Some of the smartest people, trained from very early ages to question everything, and reject theories that have been proven false, still believe in "God". That's compartmentalization. And it's ignorant. So extremely ignorant.
Do you want to know why so many refuse to refute? Comfort. All these sheep need their comfort. The need the devil to take blame for being a shitty person. They need a god to help them through tough times. They have to believe that their loved ones are in a "better place". Well I can't tell you what it's like after death. Do you know why? Because death, by definition, is a permanent suspension of life functions. Crazy shit happens when your brain is starved of oxygen. If you learn how the brain translates input from the outside world such as taste, touch, smell sight and sound, you could see how easily these translations become garbled at times. Ever have a dream that felt just as real as anything else you've ever experienced while awake? Wow, and that was just sleeping. Something we do every night. I can't imagine what it must be like near death,... well I can actually. That's beside the point, and merely subjective. In no way could my own personal experiences become objective. At least by no means that we currently have available to us.
That movie "Strange Days" comes to mind.
"You just have to have faith.", They say.
Um,... no thank you. I'm not wondering into the desert for nearly six weeks on blind "faith" that somehow, I'll get through it. Shit, who was it that got lost in the desert, and led his people around in circles for two score? See what happens when you go on blind "faith"?
Had he known better, he would have said "Fuck it guys, I have a new idea. Let's just follow the fucking sun after it passes over head every day. We'll keep it at our backs in the morning, and here pretty soon, we'll either be the first motherfuckers to walk around the world, we'll hit water, mountain, or we'll fall off the edge. Who's in?"
I mean, doesn't that sound like more sense guys? I'm not trying to convince anyone that can't be convinced. For those people, they are better off left in their fish bowl. It's much safer for them there. But those who are objective enough, and unafraid enough, it's time to let go. It's ok,...

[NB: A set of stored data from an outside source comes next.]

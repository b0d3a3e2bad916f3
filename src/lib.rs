//! Generic ordered search trees, and the spatial indexes built on them.
//!
//! The core is a single binary search tree engine, [`Tree`], parametrised by
//! a key [`Compare`] ordering, a [`Balance`] strategy ([`Avl`] or
//! [`Plain`]), a [`Storage`] strategy ([`Inner`] or [`Leaf`]) and an optional
//! per-node [`Augment`] summary. Nodes live in an arena and are addressed by
//! generational [`Handle`]s.
//!
//! ```
//! use ordtree::AvlTree;
//!
//! let mut t = AvlTree::new();
//! for v in [5, 3, 8, 1, 4, 7, 9] {
//!     t.insert(v, v * 10).unwrap();
//! }
//!
//! assert_eq!(t.height(), 3);
//! assert_eq!(t.get(&4), Some(&40));
//!
//! let keys = t.range_query(&3, &7).map(|(k, _)| *k).collect::<Vec<_>>();
//! assert_eq!(keys, [3, 4, 5, 7]);
//! ```
//!
//! Two indexes are composed from the engine:
//!
//! * [`RangeTree`]: orthogonal range queries over `D`-dimensional points.
//! * [`AabbTree`]: overlap queries over intervals or axis-aligned bounding
//!   boxes, pruned by a subtree maximum augmentation.
//!
//! Operations emit [`tracing`] events; no subscriber is installed by this
//! crate.

#![deny(rustdoc::broken_intra_doc_links, rust_2018_idioms)]
#![warn(
    missing_docs,
    clippy::clone_on_ref_ptr,
    clippy::dbg_macro,
    clippy::explicit_iter_loop,
    clippy::future_not_send,
    clippy::todo,
    clippy::use_self,
    missing_debug_implementations,
    unused_crate_dependencies
)]

mod aabb;
mod augment;
mod balance;
mod bound;
mod compare;
mod error;
pub mod iter;
mod node;
mod range_tree;
mod storage;
mod tree;

#[cfg(test)]
mod dot;
#[cfg(test)]
mod test_utils;

pub use aabb::{AabbTree, Extract, SubtreeMax};
pub use augment::Augment;
pub use balance::{Avl, Balance, Plain};
pub use bound::{ByLowerBound, LowerBound};
pub use compare::{Axis, Compare, Natural};
pub use error::{Result, TreeError};
pub use node::Handle;
pub use range_tree::RangeTree;
pub use storage::{Inner, Leaf, Storage};
pub use tree::{AvlTree, BstTree, DuplicatePolicy, LeafAvlTree, LeafBstTree, Tree};

// The benches depend on criterion, which is otherwise unused by the lib test
// target and would trip `unused_crate_dependencies`.
#[cfg(test)]
use criterion as _;
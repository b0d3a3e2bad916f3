use std::{cmp::Ordering, fmt};

use super::{Cover, CoverIter, Iter};

/// An in-order iterator over the entries with keys inside a range, returned
/// by [`Tree::range_query()`](crate::Tree::range_query).
pub struct RangeIter<'a, K, V, D, Q, F> {
    cover: CoverIter<'a, K, V, D, Q, F>,

    /// The canonical subtree currently being drained, if any.
    subtree: Option<Iter<'a, K, V, D>>,
}

impl<'a, K, V, D, Q, F> RangeIter<'a, K, V, D, Q, F>
where
    F: Fn(&K, &Q) -> Ordering,
{
    pub(crate) fn new(cover: CoverIter<'a, K, V, D, Q, F>) -> Self {
        Self {
            cover,
            subtree: None,
        }
    }
}

impl<K, V, D, Q, F> fmt::Debug for RangeIter<'_, K, V, D, Q, F> {
    fn fmt(&self, f: &mut fmt::Formatter<'_>) -> fmt::Result {
        f.debug_struct("RangeIter")
            .field("draining_subtree", &self.subtree.is_some())
            .finish_non_exhaustive()
    }
}

impl<'a, K, V, D, Q, F> Iterator for RangeIter<'a, K, V, D, Q, F>
where
    F: Fn(&K, &Q) -> Ordering,
{
    type Item = (&'a K, &'a V);

    fn next(&mut self) -> Option<Self::Item> {
        loop {
            if let Some(v) = self.subtree.as_mut().and_then(Iterator::next) {
                return Some(v);
            }
            self.subtree = None;

            let nodes = self.cover.nodes();
            match self.cover.next()? {
                Cover::Entry(h) => {
                    if let Some(entry) = nodes[h].entry() {
                        return Some(entry);
                    }
                }
                // Every entry below a canonical subtree root is in range.
                Cover::Subtree(h) => self.subtree = Some(Iter::new(nodes, Some(h))),
            }
        }
    }
}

There are many of us out here who refuse to follow along with the pack. We can think for ourselves. We are strong, as nobody holds our hand as we carve our paths. We are accountable, both to ourselves, and our peers. We are responsible, with no demons to blame, and no waiting on angels. We are the movers and the shakers. We are not afraid to say "I don't know, but let's figure it out.", while others make up stories. We are not ashamed, we are not timid. Nothing is left to chance, we cover our own asses, and others when we can. We don't ask for forgiveness. It's easier to just do nothing that needs forgiving. I like that idea better anyway.